§ **EXERCISE GOAL**
Below are records; count the lines that contain "EventMultiplexer" and give only the total.

START LISTED RECORDS

//! Event decoding and streaming
//!
//! Property-set bodies are decoded into variable maps and fanned out through
//! the [`EventMultiplexer`] to filtered consumer views.

pub mod multiplexer;
pub mod property_set;

pub use multiplexer::{EventFilter, EventMultiplexer, EventSubscriber};
pub use property_set::decode_property_set;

END LISTED RECORDS

§ **REPLY**
2